= Task =
Copy out every entry precisely.

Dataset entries
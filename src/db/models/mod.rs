mod avatar;
mod checkpoint;

pub use avatar::AvatarRecord;
pub use checkpoint::SyncCheckpoint;
use chrono::{DateTime, Utc};
use serde::Serialize;

use crate::ledger::AvatarMetadata;

/// Mirror of one minted avatar NFT (PostgreSQL).
///
/// Keyed by `fid` (the owner's Farcaster id), not by token id: the fid is the
/// stable identity the rest of the product looks rows up by. Rows are created
/// the first time a fid is seen with a non-zero token mapping and refreshed on
/// every later reconciliation; this pipeline never deletes them.
#[derive(Debug, Clone, Serialize)]
pub struct AvatarRecord {
    pub fid: u64,
    pub token_id: u64,
    pub owner_address: String,
    pub image_url: String,
    pub style: String,
    pub minted: bool,
    pub minted_at: Option<DateTime<Utc>>,
    pub created_at: DateTime<Utc>,
    pub updated_at: DateTime<Utc>,
}

impl AvatarRecord {
    pub fn new(fid: u64, token_id: u64, owner_address: String, metadata: &AvatarMetadata) -> Self {
        let now = Utc::now();
        Self {
            fid,
            token_id,
            // Always lowercase addresses for consistent comparisons
            owner_address: owner_address.to_lowercase(),
            image_url: metadata.image_url.clone(),
            style: metadata.style.clone(),
            minted: true,
            minted_at: DateTime::from_timestamp(metadata.minted_at as i64, 0),
            created_at: now,
            updated_at: now,
        }
    }

    /// Refresh the ledger-derived fields on an existing row.
    pub fn apply(&mut self, token_id: u64, owner_address: String, metadata: &AvatarMetadata) {
        self.token_id = token_id;
        self.owner_address = owner_address.to_lowercase();
        self.image_url = metadata.image_url.clone();
        self.style = metadata.style.clone();
        self.minted = true;
        self.minted_at = DateTime::from_timestamp(metadata.minted_at as i64, 0);
        self.updated_at = Utc::now();
    }
}
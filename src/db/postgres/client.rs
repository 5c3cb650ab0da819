use anyhow::Context;
use deadpool_postgres::{Manager, ManagerConfig, Pool, RecyclingMethod};
use log::{info, warn};
use tokio_postgres::NoTls;

use crate::config::PostgresSettings;

/// PostgreSQL client with connection pooling.
///
/// Provides async database operations for the avatar mirror table, sync
/// checkpoints and the invocation lease. Uses `deadpool-postgres` for
/// connection management.
#[derive(Clone)]
pub struct PostgresClient {
    pub pool: Pool,
}

impl PostgresClient {
    pub async fn new(settings: PostgresSettings) -> anyhow::Result<Self> {
        info!("Connecting to PostgreSQL");

        const MAX_CONNECT_ATTEMPTS: u32 = 3;
        let mut last_error: Option<anyhow::Error> = None;

        for attempt in 0..MAX_CONNECT_ATTEMPTS {
            let mut pg_config = tokio_postgres::Config::new();
            pg_config
                .host(&settings.host)
                .port(settings.port)
                .user(&settings.user)
                .password(&settings.password)
                .dbname(&settings.database);

            let mgr_config = ManagerConfig {
                recycling_method: RecyclingMethod::Fast,
            };

            let mgr = Manager::from_config(pg_config, NoTls, mgr_config);
            let pool = Pool::builder(mgr)
                .max_size(settings.pool_size)
                .build()
                .context("Failed to create PostgreSQL connection pool")?;

            // Test the connection
            match pool.get().await {
                Ok(_conn) => {
                    info!("Successfully connected to PostgreSQL");
                    return Ok(Self { pool });
                },
                Err(e) => {
                    last_error = Some(anyhow::anyhow!(e));

                    if attempt + 1 < MAX_CONNECT_ATTEMPTS {
                        let delay = std::time::Duration::from_millis(100 * 2_u64.pow(attempt + 1));
                        warn!(
                            "Failed to connect to PostgreSQL (attempt {}/{}), retrying in {:?}...",
                            attempt + 1,
                            MAX_CONNECT_ATTEMPTS,
                            delay
                        );
                        tokio::time::sleep(delay).await;
                    }
                },
            }
        }

        Err(anyhow::anyhow!(
            "Failed to connect to PostgreSQL after {} attempts: {}",
            MAX_CONNECT_ATTEMPTS,
            last_error
                .map(|e| e.to_string())
                .unwrap_or_else(|| "unknown error".to_string())
        ))
    }

    pub async fn migrate(&self) -> anyhow::Result<()> {
        info!("Running PostgreSQL migrations");
        let client = self.pool.get().await?;

        let schema = tokio::fs::read_to_string("schema/postgres.sql")
            .await
            .context("Failed to read schema/postgres.sql")?;

        client
            .batch_execute(&schema)
            .await
            .context("Failed to apply schema/postgres.sql")?;

        info!("PostgreSQL schema applied successfully");
        Ok(())
    }
}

= Problem solution =
filename src/db/models/mod.rs
mod avatar;
mod checkpoint;

pub use avatar::AvatarRecord;
pub use checkpoint::SyncCheckpoint;
use chrono::{DateTime, Utc};
use serde::Serialize;

use crate::ledger::AvatarMetadata;

/// Mirror of one minted avatar NFT (PostgreSQL).
///
/// Keyed by `fid` (the owner's Farcaster id), not by token id: the fid is the
/// stable identity the rest of the product looks rows up by. Rows are created
/// the first time a fid is seen with a non-zero token mapping and refreshed on
/// every later reconciliation; this pipeline never deletes them.
#[derive(Debug, Clone, Serialize)]
pub struct AvatarRecord {
    pub fid: u64,
    pub token_id: u64,
    pub owner_address: String,
    pub image_url: String,
    pub style: String,
    pub minted: bool,
    pub minted_at: Option<DateTime<Utc>>,
    pub created_at: DateTime<Utc>,
    pub updated_at: DateTime<Utc>,
}

impl AvatarRecord {
    pub fn new(fid: u64, token_id: u64, owner_address: String, metadata: &AvatarMetadata) -> Self {
        let now = Utc::now();
        Self {
            fid,
            token_id,
            // Always lowercase addresses for consistent comparisons
            owner_address: owner_address.to_lowercase(),
            image_url: metadata.image_url.clone(),
            style: metadata.style.clone(),
            minted: true,
            minted_at: DateTime::from_timestamp(metadata.minted_at as i64, 0),
            created_at: now,
            updated_at: now,
        }
    }

    /// Refresh the ledger-derived fields on an existing row.
    pub fn apply(&mut self, token_id: u64, owner_address: String, metadata: &AvatarMetadata) {
        self.token_id = token_id;
        self.owner_address = owner_address.to_lowercase();
        self.image_url = metadata.image_url.clone();
        self.style = metadata.style.clone();
        self.minted = true;
        self.minted_at = DateTime::from_timestamp(metadata.minted_at as i64, 0);
        self.updated_at = Utc::now();
    }
}
filename src/db/postgres/client.rs
repository 5c3cb650ab0da819
use anyhow::Context;
use deadpool_postgres::{Manager, ManagerConfig, Pool, RecyclingMethod};
use log::{info, warn};
use tokio_postgres::NoTls;

use crate::config::PostgresSettings;

/// PostgreSQL client with connection pooling.
///
/// Provides async database operations for the avatar mirror table, sync
/// checkpoints and the invocation lease. Uses `deadpool-postgres` for
/// connection management.
#[derive(Clone)]
pub struct PostgresClient {
    pub pool: Pool,
}

impl PostgresClient {
    pub async fn new(settings: PostgresSettings) -> anyhow::Result<Self> {
        info!("Connecting to PostgreSQL");

        const MAX_CONNECT_ATTEMPTS: u32 = 3;
        let mut last_error: Option<anyhow::Error> = None;

        for attempt in 0..MAX_CONNECT_ATTEMPTS {
            let mut pg_config = tokio_postgres::Config::new();
            pg_config
                .host(&settings.host)
                .port(settings.port)
                .user(&settings.user)
                .password(&settings.password)
                .dbname(&settings.database);

            let mgr_config = ManagerConfig {
                recycling_method: RecyclingMethod::Fast,
            };

            let mgr = Manager::from_config(pg_config, NoTls, mgr_config);
            let pool = Pool::builder(mgr)
                .max_size(settings.pool_size)
                .build()
                .context("Failed to create PostgreSQL connection pool")?;

            // Test the connection
            match pool.get().await {
                Ok(_conn) => {
                    info!("Successfully connected to PostgreSQL");
                    return Ok(Self { pool });
                },
                Err(e) => {
                    last_error = Some(anyhow::anyhow!(e));

                    if attempt + 1 < MAX_CONNECT_ATTEMPTS {
                        let delay = std::time::Duration::from_millis(100 * 2_u64.pow(attempt + 1));
                        warn!(
                            "Failed to connect to PostgreSQL (attempt {}/{}), retrying in {:?}...",
                            attempt + 1,
                            MAX_CONNECT_ATTEMPTS,
                            delay
                        );
                        tokio::time::sleep(delay).await;
                    }
                },
            }
        }

        Err(anyhow::anyhow!(
            "Failed to connect to PostgreSQL after {} attempts: {}",
            MAX_CONNECT_ATTEMPTS,
            last_error
                .map(|e| e.to_string())
                .unwrap_or_else(|| "unknown error".to_string())
        ))
    }

    pub async fn migrate(&self) -> anyhow::Result<()> {
        info!("Running PostgreSQL migrations");
        let client = self.pool.get().await?;

        let schema = tokio::fs::read_to_string("schema/postgres.sql")
            .await
            .context("Failed to read schema/postgres.sql")?;

        client
            .batch_execute(&schema)
            .await
            .context("Failed to apply schema/postgres.sql")?;

        info!("PostgreSQL schema applied successfully");
        Ok(())
    }
}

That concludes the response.